What is the Secret to Confidence? 🧐
I know, I know, I know!
If you’re confident enough to wear bright blue lipstick and gold eyeshadow, there is nothing stopping you. Can we have some of your bright blue lipstick confidence, please?
They say there are no shortcuts in life.
While that may be true, there are tools we can utilize to make our lives more fulfilling. And I’m not talking about firming eye cream products or superfood diets, here. Those are not sustainable.
Our physical appearances (I hate to break this to us) are not going to be young, fresh and vibrant forever — no matter how many botox appointments we make.
What will last forever is our ability to foster fun and purposeful relationships with people.
So, while there is no shortcut to confidence, there is a secret to becoming — and staying — confident.
Here it is…
Having a good support system is the secret to a confident you.
Having good friends, welcoming neighbors, and supportive co-workers makes you feel safe and comforted in your community.

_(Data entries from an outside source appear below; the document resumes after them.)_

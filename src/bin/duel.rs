//! # Duel Binary
//!
//! Headless peer that hosts or joins an online match over TCP and plays a
//! scripted fighter. Useful to check that two machines can find each other
//! through the signal server and keep a match in sync.
//!
//! ## Usage
//!
//! ```bash
//! # Terminal 1
//! cargo run --bin signal
//! # Terminal 2
//! cargo run --bin duel -- --host
//! # Terminal 3, with the code printed by the host
//! cargo run --bin duel -- --join K3Z9
//! ```

use anyhow::anyhow;
use clap::{ArgGroup, Parser};
use log::{debug, error, info};
use std::cell::RefCell;
use std::rc::Rc;
use std::time::{Duration, Instant};
use tokio::runtime::Handle;

use peer_duel::common::config::{load_config, PeerConfig};
use peer_duel::protocol::{
    FighterChoice, HeldInput, MatchCoordinator, MatchEnd, MatchEvent, MatchPhase,
};
use peer_duel::transport::TcpTransport;
use peer_duel::utils::init_logger;
use peer_duel::{Role, Session, SessionError};

/// Frame period of the driving loop (~60 FPS)
const FRAME: Duration = Duration::from_millis(16);

/// How long an item sits on the board before the scripted fighter grabs it
const GRAB_DELAY: Duration = Duration::from_secs(2);

/// Time on the result screen before the host restarts; the client must have
/// finished its own round by then
const RESULT_SCREEN: Duration = Duration::from_secs(3);

/// Command-line arguments for a duel peer
#[derive(Parser, Debug)]
#[command(author, version, about, long_about = None)]
#[command(group(ArgGroup::new("mode").required(true).args(["host", "join"])))]
struct Args {
    /// Path to the peer configuration file (TOML format)
    ///
    /// Example: config/peer.toml
    #[arg(short, long)]
    config: Option<String>,

    /// Host a match and print the code to share
    #[arg(long)]
    host: bool,

    /// Join the match hosted under this code
    #[arg(long)]
    join: Option<String>,

    /// Grid slot of the fighter to pick; the slot after the last fighter is random
    #[arg(long)]
    fighter: Option<u8>,

    /// Frames to play before ending the match
    #[arg(long, default_value_t = 1200)]
    frames: u64,

    /// Rounds to play with the same fighters; the host restarts each one
    #[arg(long, default_value_t = 1)]
    rounds: u32,
}

/// Scripted fighter: pace back and forth on the "keyboard" and tap the
/// on-screen attack buttons every half second.
fn scripted_input(frame: u64) -> HeldInput {
    let keyboard = HeldInput {
        right: (frame / 90) % 2 == 0,
        left: (frame / 90) % 2 == 1,
        up: frame % 150 == 0,
        ..HeldInput::default()
    };
    let touch = HeldInput {
        attack1: frame % 30 < 4,
        attack2: frame % 240 < 2,
        ..HeldInput::default()
    };
    keyboard.merge(touch)
}

#[tokio::main]
async fn main() -> anyhow::Result<()> {
    init_logger();

    let args = Args::parse();
    let config: PeerConfig = match &args.config {
        Some(path) => load_config(path)?,
        None => PeerConfig::default(),
    };

    let choice = match args.fighter {
        Some(slot) => FighterChoice::from_grid_slot(slot, config.rules.roster_size)
            .ok_or_else(|| anyhow!("fighter slot {} is not on the grid", slot))?,
        None => FighterChoice::Random,
    };

    let transport = TcpTransport::new(&config.signal, Handle::current());
    let mut session = Session::new(transport, config.network.clone());

    let failure: Rc<RefCell<Option<SessionError>>> = Rc::new(RefCell::new(None));
    let report = {
        let failure = failure.clone();
        move |e: SessionError| *failure.borrow_mut() = Some(e)
    };

    let role = match &args.join {
        Some(code) => {
            session.join_game(code, || info!("✅ Connected to host"), report)?;
            Role::Client
        }
        None => {
            session.set_error_handler(report);
            session.host_game(|| info!("✅ Opponent joined"))?;
            Role::Host
        }
    };

    let mut coordinator = MatchCoordinator::new(role, config.rules.clone());
    coordinator.attach(&mut session);

    let mut ticker = tokio::time::interval(FRAME);
    let mut code_shown = false;
    let mut frame: u64 = 0;
    let mut health: u32 = 100;
    let mut rounds_played: u32 = 0;
    let mut replay_at: Option<Instant> = None;

    loop {
        ticker.tick().await;
        session.pump();

        if let Some(e) = failure.borrow_mut().take() {
            error!("❌ {}", e);
            println!("{}", session.logs());
            break;
        }

        if !code_shown {
            if let Some(code) = session.code().filter(|_| role == Role::Host) {
                info!("📡 Share this code: {}", code);
                code_shown = true;
            }
        }

        let now = Instant::now();
        let input = if coordinator.phase() == MatchPhase::Playing {
            scripted_input(frame)
        } else {
            HeldInput::default()
        };

        for event in coordinator.update(&mut session, now, input) {
            match event {
                MatchEvent::Connected => {
                    let fighter = coordinator.confirm_selection(&mut session, choice)?;
                    info!("Picked {}", fighter);
                }
                MatchEvent::OpponentSelected(fighter) => info!("Opponent picked {}", fighter),
                MatchEvent::GameStarted { p1, p2 } => {
                    frame = 0;
                    health = 100;
                    info!("🥊 Fight! {} vs {}", p1, p2)
                }
                MatchEvent::ItemSpawned(item) => {
                    debug!("Heal item {} at ({}, {})", item.id, item.x, item.y)
                }
                MatchEvent::ItemCollected { id, by, heal } => {
                    info!("{} collected by {:?} (+{})", id, by, heal)
                }
                MatchEvent::ItemExpired(id) => debug!("{} expired", id),
                MatchEvent::MatchEnded(end) => info!("Match ended: {:?}", end),
            }
        }

        if coordinator.phase() == MatchPhase::Ended {
            // The client waits on the result screen for the host's restart.
            let peer_left = coordinator.outcome() == Some(MatchEnd::PeerLeft);
            if peer_left || rounds_played >= args.rounds {
                break;
            }
            if replay_at.is_some_and(|at| now >= at) {
                replay_at = None;
                coordinator.replay(&mut session)?;
            }
            continue;
        }
        if coordinator.phase() != MatchPhase::Playing {
            continue;
        }

        while let Some(attack) = coordinator.puppet_mut().take_attack() {
            debug!("Opponent attack: {:?}", attack);
        }

        let ripe: Vec<_> = coordinator
            .items()
            .iter()
            .filter(|item| now.duration_since(item.spawned_at) >= GRAB_DELAY)
            .map(|item| item.id)
            .collect();
        for id in ripe {
            if coordinator.collect_item(&mut session, id).is_some() {
                health = (health + coordinator.heal_amount()).min(100);
                info!("Grabbed {}, health {}", id, health);
            }
        }

        frame += 1;
        if frame >= args.frames {
            coordinator.end_match(None)?;
            rounds_played += 1;
            info!("Played {} frames, calling round {} a draw", frame, rounds_played);
            if rounds_played >= args.rounds {
                break;
            }
            if role == Role::Host {
                replay_at = Some(now + RESULT_SCREEN);
            }
        }
    }

    coordinator.detach(&mut session);
    session.clean_up();
    Ok(())
}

At the same time, you feel lucky and excited to have found (or better put, attracted) such fabulous people in your circle.
If you’re thinking right now, “That’s nice Ashley, but I don’t have any of that,” my response to you would be, “GOOD. Fresh starts — while scary and time-consuming — are amazing opportunities to reinvent yourself and build up your own community, on YOUR terms.”
I would know. I have “started over” 5 different times in my adult life (aka moved states, made new friends, changed jobs, the whole shebang), and each time gets easier. As we get older, we realize spending time on anything that doesn’t bring us happiness does nothing but exhaust and bore us.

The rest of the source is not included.